The following post is the second of several by my husband, Kenny. Thanks for reading! ~Alyson
Having a loved one that has CFS is like being ripped off. This disease affects everything. And when I say everything I mean “EVERYTHING”. The emotions that I have and the quality of life are not even close to that of what Alyson has to go through. The tears and isolation that she endures is something that I compassionately and sadly endure with her. But, that does not neglect the point that this disease has stolen a lot from our marriage.
It is not an isolated disease that just affects one person, but robs the whole family of life. We don’t get to go on walks, workout together, go to parks or other physical activities without major consequences. Instead of having Alyson crash and burn, we limit, almost to non-existent our activities. Weekends are for recovery from long weekdays.

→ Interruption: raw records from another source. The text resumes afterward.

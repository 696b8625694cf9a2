//! Messenger abstractions (Telegram today) and the delivery engine on top of them.

pub mod delivery;
pub mod port;
pub mod types;
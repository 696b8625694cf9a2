//! Core domain + application logic for the SugarWOD → Telegram bridge.
//!
//! This crate is framework-agnostic. The SugarWOD web client and the Telegram
//! bot live behind ports (traits) implemented in adapter crates.

pub mod bridge;
pub mod config;
pub mod domain;
pub mod errors;
pub mod formatting;
pub mod jobs;
pub mod logging;
pub mod messaging;
pub mod poller;
pub mod scheduler;
pub mod workouts;

#[cfg(test)]
mod testing;

pub use errors::{Error, Result};
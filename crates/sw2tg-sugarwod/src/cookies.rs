//! Minimal cookie jar for one SugarWOD login → logout span.

use reqwest::header::{HeaderMap, SET_COOKIE};

#[derive(Clone, Debug, PartialEq, Eq)]
pub struct Cookie {
    pub name: String,
    pub value: String,
    pub path: Option<String>,
    pub domain: Option<String>,
    pub expires: Option<String>,
    pub max_age: Option<i64>,
}

impl Cookie {
    pub fn new(name: impl Into<String>, value: impl Into<String>) -> Self {
        Self {
            name: name.into(),
            value: value.into(),
            path: None,
            domain: None,
            expires: None,
            max_age: None,
        }
    }

    /// Parse one `Set-Cookie` header value. Unknown attributes are ignored.
    pub fn parse(header: &str) -> Option<Self> {
        let mut parts = header.split(';');
        let (name, value) = parts.next()?.split_once('=')?;
        let name = name.trim();
        if name.is_empty() {
            return None;
        }

        let mut cookie = Cookie::new(name, value.trim().trim_matches('"'));
        for attr in parts {
            let (key, val) = match attr.split_once('=') {
                Some((k, v)) => (k.trim(), v.trim()),
                None => (attr.trim(), ""),
            };
            match key.to_ascii_lowercase().as_str() {
                "path" => cookie.path = Some(val.to_string()),
                "domain" => cookie.domain = Some(val.to_string()),
                "expires" => cookie.expires = Some(val.to_string()),
                "max-age" => cookie.max_age = val.parse().ok(),
                _ => {}
            }
        }
        Some(cookie)
    }

    fn is_removal(&self) -> bool {
        self.max_age.is_some_and(|age| age <= 0)
    }
}

/// Cookies by name, in first-seen order.
///
/// A cookie set again keeps its original position with the new value.
#[derive(Clone, Debug, Default)]
pub struct CookieJar {
    cookies: Vec<Cookie>,
}

impl CookieJar {
    pub fn new() -> Self {
        Self::default()
    }

    pub fn insert(&mut self, cookie: Cookie) {
        let existing = self.cookies.iter().position(|c| c.name == cookie.name);
        match (existing, cookie.is_removal()) {
            (Some(idx), true) => {
                self.cookies.remove(idx);
            }
            (Some(idx), false) => self.cookies[idx] = cookie,
            (None, true) => {}
            (None, false) => self.cookies.push(cookie),
        }
    }

    pub fn len(&self) -> usize {
        self.cookies.len()
    }

    pub fn is_empty(&self) -> bool {
        self.cookies.is_empty()
    }

    /// Value for a `Cookie` request header, `None` when the jar is empty.
    pub fn header_value(&self) -> Option<String> {
        if self.cookies.is_empty() {
            return None;
        }
        Some(
            self.cookies
                .iter()
                .map(|c| format!("{}={}", c.name, c.value))
                .collect::<Vec<_>>()
                .join("; "),
        )
    }

    /// Merge every `Set-Cookie` header of a response.
    pub fn merge(&mut self, headers: &HeaderMap) {
        for value in headers.get_all(SET_COOKIE) {
            let Ok(raw) = value.to_str() else {
                tracing::warn!("ignoring non-ascii Set-Cookie header");
                continue;
            };
            match Cookie::parse(raw) {
                Some(cookie) => self.insert(cookie),
                None => tracing::warn!("ignoring malformed Set-Cookie header"),
            }
        }
    }
}

#[cfg(test)]
mod tests {
    use super::*;
    use reqwest::header::HeaderValue;

    #[test]
    fn parses_value_and_attributes() {
        let cookie =
            Cookie::parse("sid=abc=; Path=/; Domain=.sugarwod.com; Max-Age=3600; HttpOnly").unwrap();
        assert_eq!(cookie.name, "sid");
        assert_eq!(cookie.value, "abc=");
        assert_eq!(cookie.path.as_deref(), Some("/"));
        assert_eq!(cookie.domain.as_deref(), Some(".sugarwod.com"));
        assert_eq!(cookie.max_age, Some(3600));
        assert!(Cookie::parse("no-equals-sign").is_none());
        assert!(Cookie::parse("=orphan").is_none());
    }

    #[test]
    fn replaced_cookie_keeps_its_position() {
        let mut jar = CookieJar::new();
        jar.insert(Cookie::new("_sw_session", "seed"));
        jar.insert(Cookie::new("a", "1"));
        jar.insert(Cookie::new("_sw_session", "rotated"));

        assert_eq!(jar.len(), 2);
        assert_eq!(jar.header_value().as_deref(), Some("_sw_session=rotated; a=1"));
    }

    #[test]
    fn non_positive_max_age_removes() {
        let mut jar = CookieJar::new();
        jar.insert(Cookie::new("a", "1"));
        jar.insert(Cookie::parse("a=; Max-Age=0").unwrap());
        jar.insert(Cookie::parse("b=; Max-Age=-1").unwrap());

        assert!(jar.is_empty());
        assert_eq!(jar.header_value(), None);
    }

    #[test]
    fn merges_all_set_cookie_headers() {
        let mut headers = HeaderMap::new();
        headers.append(SET_COOKIE, HeaderValue::from_static("a=1; Path=/"));
        headers.append(SET_COOKIE, HeaderValue::from_static("b=2"));
        headers.append(SET_COOKIE, HeaderValue::from_static("garbage"));

        let mut jar = CookieJar::new();
        jar.merge(&headers);

        assert_eq!(jar.len(), 2);
        assert_eq!(jar.header_value().as_deref(), Some("a=1; b=2"));
    }
}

Please, if you don’t have CFIDS and are thinking that you do the same, wake up! You choose to lie around on the weekends without any action. Alyson is forced by having no energy. Completely different, not even comparable, don’t even go there!

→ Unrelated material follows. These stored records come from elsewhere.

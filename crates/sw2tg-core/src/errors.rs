use std::time::Duration;

/// Core error type for the bridge.
///
/// Adapter crates map their transport errors into this type so jobs can tell
/// an authentication failure from a throttled send or a broken network.
#[derive(Debug, thiserror::Error)]
pub enum Error {
    #[error("config error: {0}")]
    Config(String),

    #[error("i/o error: {0}")]
    Io(#[from] std::io::Error),

    #[error("json error: {0}")]
    Json(#[from] serde_json::Error),

    #[error("authentication failed: {0}")]
    Auth(String),

    #[error("rate limited, retry after {}s", retry_after.as_secs())]
    RateLimited { retry_after: Duration },

    #[error("delivery rejected: {0}")]
    Delivery(String),

    #[error("network failure: {0}")]
    Network(String),

    #[error("external error: {0}")]
    External(String),
}

pub type Result<T> = std::result::Result<T, Error>;
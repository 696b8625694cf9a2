//! Workout model shared by the SugarWOD adapter and the message composer.

use std::collections::{BTreeMap, BTreeSet};

use async_trait::async_trait;
use chrono::NaiveDate;
use serde::{Deserialize, Serialize};

use crate::Result;

/// One scheduled workout entry, as returned by the workouts listing.
///
/// Every field is optional on the wire; missing values decode to `None`.
#[derive(Clone, Debug, Default, PartialEq, Serialize, Deserialize)]
#[serde(rename_all = "camelCase", default)]
pub struct WorkoutItem {
    #[serde(rename = "type")]
    pub kind: Option<String>,
    pub scheduled_date_integer: Option<i64>,
    pub title: Option<String>,
    pub description: Option<String>,
    pub athletes_notes: Option<String>,
    pub media_provider: Option<String>,
    pub media_metadata: Option<serde_json::Value>,
}

impl WorkoutItem {
    pub fn scheduled_date(&self) -> Option<NaiveDate> {
        self.scheduled_date_integer.and_then(decode_date)
    }

    /// The player embed markup of a YouTube video item, if the metadata carries one.
    pub fn youtube_embed_html(&self) -> Option<&str> {
        if self.kind.as_deref() != Some("video") || self.media_provider.as_deref() != Some("youtube")
        {
            return None;
        }
        self.media_metadata
            .as_ref()?
            .get("raw")?
            .get("player")?
            .get("embedHtml")?
            .as_str()
    }
}

/// Encode a date the way the workouts service expects it (`YYYYMMDD`).
pub fn encode_date(date: NaiveDate) -> String {
    date.format("%Y%m%d").to_string()
}

/// Decode an 8-digit `YYYYMMDD` integer.
pub fn decode_date(value: i64) -> Option<NaiveDate> {
    if !(1_000_01_01..=9999_12_31).contains(&value) {
        return None;
    }
    let year = (value / 10_000) as i32;
    let month = ((value / 100) % 100) as u32;
    let day = (value % 100) as u32;
    NaiveDate::from_ymd_opt(year, month, day)
}

/// Workouts of one track grouped by calendar date.
///
/// Dates iterate in ascending order; items within a day keep server order.
#[derive(Clone, Debug, Default, PartialEq)]
pub struct DayBuckets {
    days: BTreeMap<NaiveDate, Vec<WorkoutItem>>,
}

impl DayBuckets {
    pub fn group(items: impl IntoIterator<Item = WorkoutItem>) -> Self {
        let mut days: BTreeMap<NaiveDate, Vec<WorkoutItem>> = BTreeMap::new();
        for item in items {
            let Some(date) = item.scheduled_date() else {
                tracing::warn!(
                    "skipping workout {:?} with undecodable date {:?}",
                    item.title,
                    item.scheduled_date_integer
                );
                continue;
            };
            days.entry(date).or_default().push(item);
        }
        Self { days }
    }

    /// Items scheduled on `date`; a date without entries is an empty day.
    pub fn items_on(&self, date: NaiveDate) -> &[WorkoutItem] {
        self.days.get(&date).map(Vec::as_slice).unwrap_or(&[])
    }

    pub fn iter(&self) -> impl Iterator<Item = (NaiveDate, &[WorkoutItem])> {
        self.days.iter().map(|(d, items)| (*d, items.as_slice()))
    }

    pub fn len(&self) -> usize {
        self.days.len()
    }

    pub fn is_empty(&self) -> bool {
        self.days.is_empty()
    }
}

/// A track's week, as fetched in one session.
#[derive(Clone, Debug, PartialEq)]
pub struct TrackWeek {
    pub track: String,
    pub days: DayBuckets,
}

/// Port to the upstream workout service.
#[async_trait]
pub trait WorkoutSource: Send + Sync {
    /// Fetch the week starting at `start` for every track, within one session.
    ///
    /// Results keep the order of `tracks`; repeated keys are fetched once.
    async fn fetch_week_by_tracks(&self, tracks: &[String], start: NaiveDate)
        -> Result<Vec<TrackWeek>>;

    /// Track keys the account is subscribed to.
    async fn list_tracks(&self) -> Result<BTreeSet<String>>;
}

#[cfg(test)]
mod tests {
    use super::*;

    fn item(date: i64, title: &str) -> WorkoutItem {
        WorkoutItem {
            scheduled_date_integer: Some(date),
            title: Some(title.to_string()),
            ..Default::default()
        }
    }

    fn ymd(y: i32, m: u32, d: u32) -> NaiveDate {
        NaiveDate::from_ymd_opt(y, m, d).unwrap()
    }

    #[test]
    fn groups_by_day_preserving_server_order() {
        let buckets = DayBuckets::group(vec![
            item(20250901, "a"),
            item(20250901, "b"),
            item(20250902, "c"),
        ]);

        assert_eq!(buckets.len(), 2);
        let first: Vec<_> = buckets
            .items_on(ymd(2025, 9, 1))
            .iter()
            .map(|i| i.title.as_deref().unwrap())
            .collect();
        assert_eq!(first, vec!["a", "b"]);
        assert_eq!(buckets.items_on(ymd(2025, 9, 2)).len(), 1);
    }

    #[test]
    fn missing_day_is_empty_not_an_error() {
        let buckets = DayBuckets::group(vec![item(20250908, "only monday")]);
        assert!(buckets.items_on(ymd(2025, 9, 7)).is_empty());
        assert_eq!(buckets.items_on(ymd(2025, 9, 8)).len(), 1);
    }

    #[test]
    fn undecodable_dates_are_skipped() {
        let buckets = DayBuckets::group(vec![item(20251341, "bad"), item(42, "tiny")]);
        assert!(buckets.is_empty());
    }

    #[test]
    fn date_codec_matches_service_format() {
        assert_eq!(encode_date(ymd(2025, 9, 7)), "20250907");
        assert_eq!(decode_date(20250907), Some(ymd(2025, 9, 7)));
        assert_eq!(decode_date(20250230), None);
    }

    #[test]
    fn deserializes_wire_item_with_nulls() {
        let raw = serde_json::json!({
            "type": "video",
            "scheduledDateInteger": 20250907,
            "title": "Fran",
            "description": null,
            "mediaProvider": "youtube",
            "mediaMetadata": {"raw": {"player": {"embedHtml": "<iframe src=\"https://y/embed/x\"></iframe>"}}}
        });
        let item: WorkoutItem = serde_json::from_value(raw).unwrap();
        assert_eq!(item.kind.as_deref(), Some("video"));
        assert_eq!(item.description, None);
        assert_eq!(item.athletes_notes, None);
        assert!(item.youtube_embed_html().unwrap().contains("src="));
    }

    #[test]
    fn embed_requires_youtube_video() {
        let mut item = WorkoutItem {
            kind: Some("video".into()),
            media_provider: Some("vimeo".into()),
            media_metadata: Some(serde_json::json!({"raw": {"player": {"embedHtml": "x"}}})),
            ..Default::default()
        };
        assert_eq!(item.youtube_embed_html(), None);
        item.media_provider = Some("youtube".into());
        assert_eq!(item.youtube_embed_html(), Some("x"));
        item.media_metadata = Some(serde_json::json!({"raw": null}));
        assert_eq!(item.youtube_embed_html(), None);
    }
}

If you really want to test the strength of your love and your commitment towards your spouse, try having one with this disease. Alyson does her best to help out, go on dates, and do some chores along with anything else she can muster the energy for. Even with sacrifice, her life along with mine is being high jacked. Stolen are the basic enjoyments for couples to enjoy one another. Things that too many couples take for granted. Not truly enjoying that walk with your wife, or that weekend drive through the country? That is a shame. Unfortunately, we don’t get that privilege along with many others.
I am not looking for sympathy, but I am trying to express the seriousness of this life altering disease. It does not just smack one person in the face; this illness spits, steals, mocks and walks away leaving an entire family in a ditch looking for some help. When other loved ones don’t fully acknowledge this, they too are kicking dirt in the ditch. Please don’t bury family and friends that are suffering. Having this disease is isolating enough that they don’t need any added misery.